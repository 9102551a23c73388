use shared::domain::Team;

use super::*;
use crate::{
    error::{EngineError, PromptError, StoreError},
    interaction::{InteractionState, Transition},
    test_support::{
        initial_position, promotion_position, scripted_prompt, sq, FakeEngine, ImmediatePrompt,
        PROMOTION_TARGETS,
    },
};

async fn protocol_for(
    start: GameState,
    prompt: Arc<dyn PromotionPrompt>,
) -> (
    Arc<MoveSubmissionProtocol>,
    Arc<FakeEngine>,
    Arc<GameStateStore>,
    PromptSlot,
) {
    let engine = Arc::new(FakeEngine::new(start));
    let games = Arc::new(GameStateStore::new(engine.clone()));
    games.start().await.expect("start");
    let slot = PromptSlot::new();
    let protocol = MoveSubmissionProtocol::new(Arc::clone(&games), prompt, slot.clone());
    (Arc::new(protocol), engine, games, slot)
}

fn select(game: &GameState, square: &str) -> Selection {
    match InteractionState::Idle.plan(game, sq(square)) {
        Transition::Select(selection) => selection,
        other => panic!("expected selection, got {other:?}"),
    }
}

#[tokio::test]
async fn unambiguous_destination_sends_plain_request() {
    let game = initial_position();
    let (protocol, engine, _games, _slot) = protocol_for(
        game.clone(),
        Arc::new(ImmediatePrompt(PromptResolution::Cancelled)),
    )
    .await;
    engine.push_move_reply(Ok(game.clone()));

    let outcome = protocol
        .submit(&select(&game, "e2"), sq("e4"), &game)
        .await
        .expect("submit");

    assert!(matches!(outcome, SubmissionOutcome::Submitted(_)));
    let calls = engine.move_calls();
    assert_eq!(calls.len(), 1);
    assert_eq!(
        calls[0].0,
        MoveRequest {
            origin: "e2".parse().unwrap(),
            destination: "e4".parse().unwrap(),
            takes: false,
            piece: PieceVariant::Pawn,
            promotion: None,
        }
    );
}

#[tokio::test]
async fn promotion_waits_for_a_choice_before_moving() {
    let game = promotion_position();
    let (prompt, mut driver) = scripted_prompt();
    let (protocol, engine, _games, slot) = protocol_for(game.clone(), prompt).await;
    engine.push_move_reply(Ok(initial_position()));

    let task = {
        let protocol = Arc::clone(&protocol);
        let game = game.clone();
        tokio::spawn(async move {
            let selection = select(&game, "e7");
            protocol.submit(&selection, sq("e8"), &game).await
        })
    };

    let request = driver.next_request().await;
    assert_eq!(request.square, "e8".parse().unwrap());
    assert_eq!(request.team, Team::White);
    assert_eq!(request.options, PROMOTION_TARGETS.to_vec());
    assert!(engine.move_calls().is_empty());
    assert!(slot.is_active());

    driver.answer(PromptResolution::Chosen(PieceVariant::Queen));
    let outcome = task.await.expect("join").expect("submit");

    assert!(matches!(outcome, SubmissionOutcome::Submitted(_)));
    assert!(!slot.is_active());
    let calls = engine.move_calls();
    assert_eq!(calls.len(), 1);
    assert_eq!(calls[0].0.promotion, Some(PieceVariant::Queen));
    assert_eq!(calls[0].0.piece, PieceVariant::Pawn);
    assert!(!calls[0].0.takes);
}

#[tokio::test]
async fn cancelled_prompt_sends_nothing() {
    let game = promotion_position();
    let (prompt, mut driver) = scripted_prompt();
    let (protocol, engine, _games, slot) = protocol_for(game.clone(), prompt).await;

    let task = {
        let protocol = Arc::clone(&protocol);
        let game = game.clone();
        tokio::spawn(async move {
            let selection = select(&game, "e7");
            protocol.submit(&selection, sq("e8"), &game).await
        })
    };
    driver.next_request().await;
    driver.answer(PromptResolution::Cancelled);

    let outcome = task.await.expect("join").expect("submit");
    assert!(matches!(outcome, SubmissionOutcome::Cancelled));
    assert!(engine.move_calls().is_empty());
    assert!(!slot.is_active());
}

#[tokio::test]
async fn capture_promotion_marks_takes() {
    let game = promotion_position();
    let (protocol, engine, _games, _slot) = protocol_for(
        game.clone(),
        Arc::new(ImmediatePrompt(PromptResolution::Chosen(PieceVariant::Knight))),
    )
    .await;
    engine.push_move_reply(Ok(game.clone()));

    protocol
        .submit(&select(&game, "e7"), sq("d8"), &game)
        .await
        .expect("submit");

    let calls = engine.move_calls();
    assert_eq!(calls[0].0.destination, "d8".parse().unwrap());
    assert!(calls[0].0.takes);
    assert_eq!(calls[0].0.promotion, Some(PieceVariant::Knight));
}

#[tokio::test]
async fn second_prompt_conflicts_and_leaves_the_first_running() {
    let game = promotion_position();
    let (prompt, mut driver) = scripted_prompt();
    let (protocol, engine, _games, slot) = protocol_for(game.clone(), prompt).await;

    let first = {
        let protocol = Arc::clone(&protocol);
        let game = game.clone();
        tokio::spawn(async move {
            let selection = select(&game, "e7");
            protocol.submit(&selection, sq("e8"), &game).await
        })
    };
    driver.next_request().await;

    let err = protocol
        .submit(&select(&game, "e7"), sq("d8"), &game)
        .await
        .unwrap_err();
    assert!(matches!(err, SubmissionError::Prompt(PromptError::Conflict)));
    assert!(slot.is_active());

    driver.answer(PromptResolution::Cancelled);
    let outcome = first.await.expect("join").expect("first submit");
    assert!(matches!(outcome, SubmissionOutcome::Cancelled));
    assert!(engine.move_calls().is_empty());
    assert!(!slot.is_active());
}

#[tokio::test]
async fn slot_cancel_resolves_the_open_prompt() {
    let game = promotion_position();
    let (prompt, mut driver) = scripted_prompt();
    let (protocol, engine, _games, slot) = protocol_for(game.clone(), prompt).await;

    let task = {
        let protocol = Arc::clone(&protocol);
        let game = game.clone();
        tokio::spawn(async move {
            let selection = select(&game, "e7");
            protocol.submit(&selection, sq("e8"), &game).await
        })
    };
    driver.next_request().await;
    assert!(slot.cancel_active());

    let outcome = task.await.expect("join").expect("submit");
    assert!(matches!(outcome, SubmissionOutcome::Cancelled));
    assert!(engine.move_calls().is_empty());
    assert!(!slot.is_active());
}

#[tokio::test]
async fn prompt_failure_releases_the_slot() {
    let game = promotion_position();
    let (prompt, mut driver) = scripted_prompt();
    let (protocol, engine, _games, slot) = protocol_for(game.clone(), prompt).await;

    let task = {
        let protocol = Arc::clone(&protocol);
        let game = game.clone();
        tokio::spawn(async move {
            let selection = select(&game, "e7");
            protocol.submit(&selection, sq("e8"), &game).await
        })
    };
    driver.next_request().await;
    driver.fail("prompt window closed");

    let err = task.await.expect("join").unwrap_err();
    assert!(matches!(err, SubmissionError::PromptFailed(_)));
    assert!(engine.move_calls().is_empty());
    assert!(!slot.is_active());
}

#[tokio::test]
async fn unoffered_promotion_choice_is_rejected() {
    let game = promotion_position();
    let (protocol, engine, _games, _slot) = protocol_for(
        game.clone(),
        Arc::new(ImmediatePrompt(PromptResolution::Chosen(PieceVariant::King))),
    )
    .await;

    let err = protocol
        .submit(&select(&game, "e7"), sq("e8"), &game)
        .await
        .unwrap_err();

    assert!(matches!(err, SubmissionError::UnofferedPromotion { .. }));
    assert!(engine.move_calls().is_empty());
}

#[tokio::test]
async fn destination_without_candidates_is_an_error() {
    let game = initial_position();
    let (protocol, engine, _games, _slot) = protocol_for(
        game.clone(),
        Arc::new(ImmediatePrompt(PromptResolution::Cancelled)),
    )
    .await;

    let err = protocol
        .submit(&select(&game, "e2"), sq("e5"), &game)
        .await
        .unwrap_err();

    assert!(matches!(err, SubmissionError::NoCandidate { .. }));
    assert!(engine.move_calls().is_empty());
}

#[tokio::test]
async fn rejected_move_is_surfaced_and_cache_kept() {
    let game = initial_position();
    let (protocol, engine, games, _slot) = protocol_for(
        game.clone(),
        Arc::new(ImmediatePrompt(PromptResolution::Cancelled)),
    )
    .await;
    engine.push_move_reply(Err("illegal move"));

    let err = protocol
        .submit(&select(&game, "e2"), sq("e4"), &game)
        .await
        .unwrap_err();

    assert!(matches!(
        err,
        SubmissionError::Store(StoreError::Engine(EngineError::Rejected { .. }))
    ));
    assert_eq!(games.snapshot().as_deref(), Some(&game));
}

━━━━━━━━━━

The word to find is "MoveSubmissionProtocol". Copy every line of the data that holds it.

# Task solution:
    Arc<MoveSubmissionProtocol>,
    let protocol = MoveSubmissionProtocol::new(Arc::clone(&games), prompt, slot.clone());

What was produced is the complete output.